Intravenous administration of AAV8-Tet_bidir-Alb-IL-12 results in antitumoral activity. (a) Schematic representation of the antitumoral prophylactic study. (b) C57BL/6 female mice were injected with three different doses of AAV8-Tet_bidir-Alb-IL-12 vector 1.5 × 10¹², 5 × 10¹¹, 1.5 × 10¹¹ vg/kg (n = 10). A group of mice were inoculated with saline solution instead of vector and doxycycline (Dox) (control group) (n = 10). One month after vector administration, hepatic tumors were established by direct implantation of 5 × 10⁵ MC38Luc1 cells in the left liver lobe following medial laparotomy of isofluorane-anaesthetized mice. Cell engraftment was verified by bioluminescence 2–3 days later. Ten days after the inoculation of the tumor cell, interleukin (IL)-12 expression induction was performed as described previously, that is, by intraperitoneal (i.p.) administration of 50 mg/kg, followed by administration of Dox via drinking waster for 6 days. (c) Representative images from a mouse belonging to the group treated with 5 × 10¹¹ vg/kg AAV8-Tet_bidir-Alb-IL-12 and a mouse treated with saline. (d) Schematic representation of the antitumoral therapeutic study. (e) Hepatic tumors were established by direct implantation of 5 × 10⁵ MC38Luc1 cells in the left liver lobe following medial laparotomy of isofluorane-anaesthetized mice.
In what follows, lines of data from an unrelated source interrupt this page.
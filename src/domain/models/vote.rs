//! Vote domain model.

use chrono::{DateTime, Utc};
use serde::{Deserialize, Serialize};
use uuid::Uuid;

/// Number of votes that closes voting on a problem and triggers team formation.
pub const VOTE_QUORUM: usize = 6;

/// One actor's vote for a problem. Unique per (problem, voter), never mutated.
#[derive(Debug, Clone, PartialEq, Eq, Serialize, Deserialize)]
pub struct Vote {
    pub id: Uuid,
    pub problem_id: Uuid,
    pub voter_id: Uuid,
    pub cast_at: DateTime<Utc>,
}

impl Vote {
    pub fn new(problem_id: Uuid, voter_id: Uuid) -> Self {
        Self {
            id: Uuid::new_v4(),
            problem_id,
            voter_id,
            cast_at: Utc::now(),
        }
    }
}

/// Snapshot of voting progress for a problem.
#[derive(Debug, Clone, PartialEq, Eq, Serialize, Deserialize)]
pub struct VoteTally {
    pub problem_id: Uuid,
    pub votes: usize,
    pub quorum: usize,
    pub team_id: Option<Uuid>,
}

impl VoteTally {
    pub fn is_closed(&self) -> bool {
        self.votes >= self.quorum
    }

    pub fn remaining(&self) -> usize {
        self.quorum.saturating_sub(self.votes)
    }
}

#[cfg(test)]
mod tests {
    use super::*;

    #[test]
    fn test_tally_closed_at_quorum() {
        let mut tally = VoteTally {
            problem_id: Uuid::new_v4(),
            votes: 5,
            quorum: VOTE_QUORUM,
            team_id: None,
        };
        assert!(!tally.is_closed());
        assert_eq!(tally.remaining(), 1);

        tally.votes = 6;
        assert!(tally.is_closed());
        assert_eq!(tally.remaining(), 0);
    }
}
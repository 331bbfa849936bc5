//! SQLite implementation of the VoteRepository.

use async_trait::async_trait;
use chrono::{SecondsFormat, Utc};
use sqlx::SqlitePool;
use uuid::Uuid;

use super::{is_foreign_key_violation, is_unique_violation, parse_datetime, parse_uuid};
use crate::domain::errors::{DomainError, DomainResult};
use crate::domain::models::Vote;
use crate::domain::ports::VoteRepository;

/// SQLite-backed vote store.
pub struct SqliteVoteRepository {
    pool: SqlitePool,
}

impl SqliteVoteRepository {
    pub fn new(pool: SqlitePool) -> Self {
        Self { pool }
    }
}

#[async_trait]
impl VoteRepository for SqliteVoteRepository {
    async fn record(&self, vote: &Vote) -> DomainResult<()> {
        let mut tx = self.pool.begin().await?;

        // Fixed-width timestamps keep lexical order equal to time order
        let inserted = sqlx::query(
            "INSERT INTO votes (id, problem_id, voter_id, cast_at) VALUES (?, ?, ?, ?)",
        )
        .bind(vote.id.to_string())
        .bind(vote.problem_id.to_string())
        .bind(vote.voter_id.to_string())
        .bind(vote.cast_at.to_rfc3339_opts(SecondsFormat::Micros, true))
        .execute(&mut *tx)
        .await;

        if let Err(e) = inserted {
            tx.rollback().await?;
            return Err(if is_unique_violation(&e) {
                DomainError::DuplicateVote {
                    problem_id: vote.problem_id,
                    voter_id: vote.voter_id,
                }
            } else if is_foreign_key_violation(&e) {
                DomainError::ProblemNotFound(vote.problem_id)
            } else {
                e.into()
            });
        }

        let updated = sqlx::query(
            "UPDATE problems SET vote_ids = json_insert(vote_ids, '$[#]', ?), updated_at = ? WHERE id = ?",
        )
        .bind(vote.id.to_string())
        .bind(Utc::now().to_rfc3339())
        .bind(vote.problem_id.to_string())
        .execute(&mut *tx)
        .await?;

        if updated.rows_affected() == 0 {
            tx.rollback().await?;
            return Err(DomainError::ProblemNotFound(vote.problem_id));
        }

        tx.commit().await?;
        Ok(())
    }

    async fn exists(&self, problem_id: Uuid, voter_id: Uuid) -> DomainResult<bool> {
        let row: Option<(i64,)> =
            sqlx::query_as("SELECT 1 FROM votes WHERE problem_id = ? AND voter_id = ?")
                .bind(problem_id.to_string())
                .bind(voter_id.to_string())
                .fetch_optional(&self.pool)
                .await?;
        Ok(row.is_some())
    }

    async fn count_for_problem(&self, problem_id: Uuid) -> DomainResult<usize> {
        let (count,): (i64,) = sqlx::query_as("SELECT COUNT(*) FROM votes WHERE problem_id = ?")
            .bind(problem_id.to_string())
            .fetch_one(&self.pool)
            .await?;
        Ok(usize::try_from(count).unwrap_or(0))
    }

    async fn earliest_for_problem(&self, problem_id: Uuid, limit: usize) -> DomainResult<Vec<Vote>> {
        let rows: Vec<VoteRow> = sqlx::query_as(
            "SELECT id, problem_id, voter_id, cast_at FROM votes WHERE problem_id = ? ORDER BY cast_at, seq LIMIT ?",
        )
        .bind(problem_id.to_string())
        .bind(i64::try_from(limit).unwrap_or(i64::MAX))
        .fetch_all(&self.pool)
        .await?;

        rows.into_iter().map(TryInto::try_into).collect()
    }
}

#[derive(sqlx::FromRow)]
struct VoteRow {
    id: String,
    problem_id: String,
    voter_id: String,
    cast_at: String,
}

impl TryFrom<VoteRow> for Vote {
    type Error = DomainError;

    fn try_from(row: VoteRow) -> Result<Self, Self::Error> {
        Ok(Vote {
            id: parse_uuid(&row.id)?,
            problem_id: parse_uuid(&row.problem_id)?,
            voter_id: parse_uuid(&row.voter_id)?,
            cast_at: parse_datetime(&row.cast_at)?,
        })
    }
}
Cell engraftment was verified by bioluminescence 2–3 days later. Seven days after tumor injection mice were treated with vg/kg of AAV8-Tet_bidir-Alb-IL-12 vector or saline (n = 10). Fifteen days after the inoculation of the tumor cell, IL-12 expression induction was performed as described previously, that is, by i.p. administration of 50 mg/kg, followed by administration of Dox via drinking waster for 6 days. Kaplan–Meier survival analysis of mice with established MC38 tumors after treatment is assessed (***P < 0.01). AAV8, adeno-associated virus serotype 8; Alb, albumin promoter; s.c. subcutaneous.